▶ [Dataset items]
★ ★ ★

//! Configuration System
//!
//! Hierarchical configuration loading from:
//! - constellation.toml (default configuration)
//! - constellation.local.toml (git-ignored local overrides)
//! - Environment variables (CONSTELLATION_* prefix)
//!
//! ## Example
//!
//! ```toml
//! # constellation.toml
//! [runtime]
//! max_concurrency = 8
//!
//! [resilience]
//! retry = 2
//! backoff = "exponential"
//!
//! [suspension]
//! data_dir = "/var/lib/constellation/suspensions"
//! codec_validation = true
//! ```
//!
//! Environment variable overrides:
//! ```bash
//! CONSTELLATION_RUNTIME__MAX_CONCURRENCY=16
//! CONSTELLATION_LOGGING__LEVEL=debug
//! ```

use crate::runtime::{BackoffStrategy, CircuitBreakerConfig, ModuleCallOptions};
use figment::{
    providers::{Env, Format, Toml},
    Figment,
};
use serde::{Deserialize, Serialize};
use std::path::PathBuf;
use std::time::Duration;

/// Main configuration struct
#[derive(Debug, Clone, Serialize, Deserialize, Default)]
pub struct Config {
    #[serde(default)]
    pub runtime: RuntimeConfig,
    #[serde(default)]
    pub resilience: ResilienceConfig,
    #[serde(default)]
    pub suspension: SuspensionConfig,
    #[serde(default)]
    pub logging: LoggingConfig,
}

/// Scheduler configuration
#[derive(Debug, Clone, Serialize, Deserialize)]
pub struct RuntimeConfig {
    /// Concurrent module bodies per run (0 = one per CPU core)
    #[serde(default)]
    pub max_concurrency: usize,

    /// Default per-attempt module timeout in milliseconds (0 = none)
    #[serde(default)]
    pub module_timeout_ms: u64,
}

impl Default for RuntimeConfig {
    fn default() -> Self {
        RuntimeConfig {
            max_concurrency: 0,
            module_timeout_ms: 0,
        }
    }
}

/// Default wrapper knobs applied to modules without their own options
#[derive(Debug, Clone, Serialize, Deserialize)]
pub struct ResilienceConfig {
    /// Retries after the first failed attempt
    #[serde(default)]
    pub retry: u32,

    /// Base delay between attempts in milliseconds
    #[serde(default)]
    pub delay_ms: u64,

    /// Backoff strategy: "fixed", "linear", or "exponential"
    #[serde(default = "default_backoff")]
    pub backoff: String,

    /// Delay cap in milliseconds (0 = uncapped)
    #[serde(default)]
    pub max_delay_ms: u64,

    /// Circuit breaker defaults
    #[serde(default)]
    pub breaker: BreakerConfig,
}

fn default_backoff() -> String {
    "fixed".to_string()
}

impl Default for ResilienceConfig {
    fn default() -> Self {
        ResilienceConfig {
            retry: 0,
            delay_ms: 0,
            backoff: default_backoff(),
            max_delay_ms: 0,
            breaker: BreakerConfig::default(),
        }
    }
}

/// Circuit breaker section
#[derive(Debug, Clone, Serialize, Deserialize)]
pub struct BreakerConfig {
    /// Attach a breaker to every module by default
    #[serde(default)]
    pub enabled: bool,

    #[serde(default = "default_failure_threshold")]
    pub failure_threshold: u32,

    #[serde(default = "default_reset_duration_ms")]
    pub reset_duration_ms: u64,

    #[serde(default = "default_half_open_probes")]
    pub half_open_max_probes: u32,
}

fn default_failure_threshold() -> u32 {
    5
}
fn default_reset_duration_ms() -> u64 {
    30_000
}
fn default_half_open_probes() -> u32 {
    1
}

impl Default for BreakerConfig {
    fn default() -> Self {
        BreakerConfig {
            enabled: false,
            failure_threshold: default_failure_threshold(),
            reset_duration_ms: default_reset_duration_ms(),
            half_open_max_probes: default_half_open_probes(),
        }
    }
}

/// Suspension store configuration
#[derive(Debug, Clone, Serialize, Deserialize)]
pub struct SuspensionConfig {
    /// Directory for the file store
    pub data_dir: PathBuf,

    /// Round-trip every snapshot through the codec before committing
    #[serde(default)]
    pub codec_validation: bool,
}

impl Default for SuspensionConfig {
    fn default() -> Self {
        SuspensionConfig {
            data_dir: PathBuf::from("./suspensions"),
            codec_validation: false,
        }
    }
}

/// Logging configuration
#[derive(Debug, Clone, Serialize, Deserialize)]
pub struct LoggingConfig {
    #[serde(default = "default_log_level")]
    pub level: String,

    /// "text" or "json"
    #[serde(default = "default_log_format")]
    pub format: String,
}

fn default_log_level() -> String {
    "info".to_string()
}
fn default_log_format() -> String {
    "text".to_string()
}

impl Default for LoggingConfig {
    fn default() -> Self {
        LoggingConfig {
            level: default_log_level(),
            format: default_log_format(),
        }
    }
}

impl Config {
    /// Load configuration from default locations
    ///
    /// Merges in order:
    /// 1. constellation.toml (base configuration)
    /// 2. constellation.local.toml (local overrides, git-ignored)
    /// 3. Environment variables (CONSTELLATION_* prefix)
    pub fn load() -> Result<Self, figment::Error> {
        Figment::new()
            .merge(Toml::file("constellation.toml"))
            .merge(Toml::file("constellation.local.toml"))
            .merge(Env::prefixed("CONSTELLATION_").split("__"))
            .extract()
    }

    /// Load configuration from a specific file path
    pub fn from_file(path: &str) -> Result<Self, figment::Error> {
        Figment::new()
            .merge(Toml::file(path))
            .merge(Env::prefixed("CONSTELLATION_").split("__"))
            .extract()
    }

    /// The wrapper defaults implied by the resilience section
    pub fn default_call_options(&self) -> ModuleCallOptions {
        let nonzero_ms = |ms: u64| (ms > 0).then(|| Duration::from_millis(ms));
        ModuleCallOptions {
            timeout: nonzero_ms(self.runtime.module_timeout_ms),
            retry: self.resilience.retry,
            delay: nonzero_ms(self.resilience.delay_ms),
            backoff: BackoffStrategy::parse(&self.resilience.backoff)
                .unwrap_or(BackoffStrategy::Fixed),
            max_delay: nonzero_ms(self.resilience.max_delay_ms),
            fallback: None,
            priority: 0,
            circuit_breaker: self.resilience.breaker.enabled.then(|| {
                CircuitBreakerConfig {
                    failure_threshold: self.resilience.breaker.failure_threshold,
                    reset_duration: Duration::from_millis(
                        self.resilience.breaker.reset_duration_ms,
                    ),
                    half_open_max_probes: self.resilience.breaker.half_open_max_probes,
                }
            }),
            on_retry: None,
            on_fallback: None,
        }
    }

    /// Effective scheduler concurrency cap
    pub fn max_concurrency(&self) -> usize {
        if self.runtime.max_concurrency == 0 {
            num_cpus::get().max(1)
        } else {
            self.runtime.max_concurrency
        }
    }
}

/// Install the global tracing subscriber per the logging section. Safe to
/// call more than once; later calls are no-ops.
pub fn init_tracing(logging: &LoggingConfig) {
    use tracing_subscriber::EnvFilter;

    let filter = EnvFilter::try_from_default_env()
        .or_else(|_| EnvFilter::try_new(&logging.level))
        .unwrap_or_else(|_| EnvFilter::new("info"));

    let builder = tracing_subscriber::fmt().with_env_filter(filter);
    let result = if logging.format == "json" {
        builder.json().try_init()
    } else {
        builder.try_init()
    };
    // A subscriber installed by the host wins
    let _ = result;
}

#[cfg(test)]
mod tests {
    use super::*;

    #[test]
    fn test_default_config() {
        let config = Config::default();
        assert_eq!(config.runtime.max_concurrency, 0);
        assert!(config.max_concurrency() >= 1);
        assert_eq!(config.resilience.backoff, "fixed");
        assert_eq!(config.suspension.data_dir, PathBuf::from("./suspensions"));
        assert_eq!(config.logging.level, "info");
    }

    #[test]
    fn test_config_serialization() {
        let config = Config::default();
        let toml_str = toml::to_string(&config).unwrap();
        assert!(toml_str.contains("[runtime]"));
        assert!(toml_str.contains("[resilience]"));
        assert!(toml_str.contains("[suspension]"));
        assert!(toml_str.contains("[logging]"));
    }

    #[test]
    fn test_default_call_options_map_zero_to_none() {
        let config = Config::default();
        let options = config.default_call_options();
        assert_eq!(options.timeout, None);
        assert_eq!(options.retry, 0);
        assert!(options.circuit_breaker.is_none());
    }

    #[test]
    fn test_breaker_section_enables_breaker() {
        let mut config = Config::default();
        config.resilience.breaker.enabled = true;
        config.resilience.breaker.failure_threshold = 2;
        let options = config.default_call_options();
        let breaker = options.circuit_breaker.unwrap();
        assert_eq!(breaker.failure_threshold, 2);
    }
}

★ ★ ★

▶ [Problem description] What lines in the data above contain the word "struct"? Copy them all.

▶ [Exercise result]
/// Main configuration struct
pub struct Config {
pub struct RuntimeConfig {
pub struct ResilienceConfig {
pub struct BreakerConfig {
pub struct SuspensionConfig {
pub struct LoggingConfig {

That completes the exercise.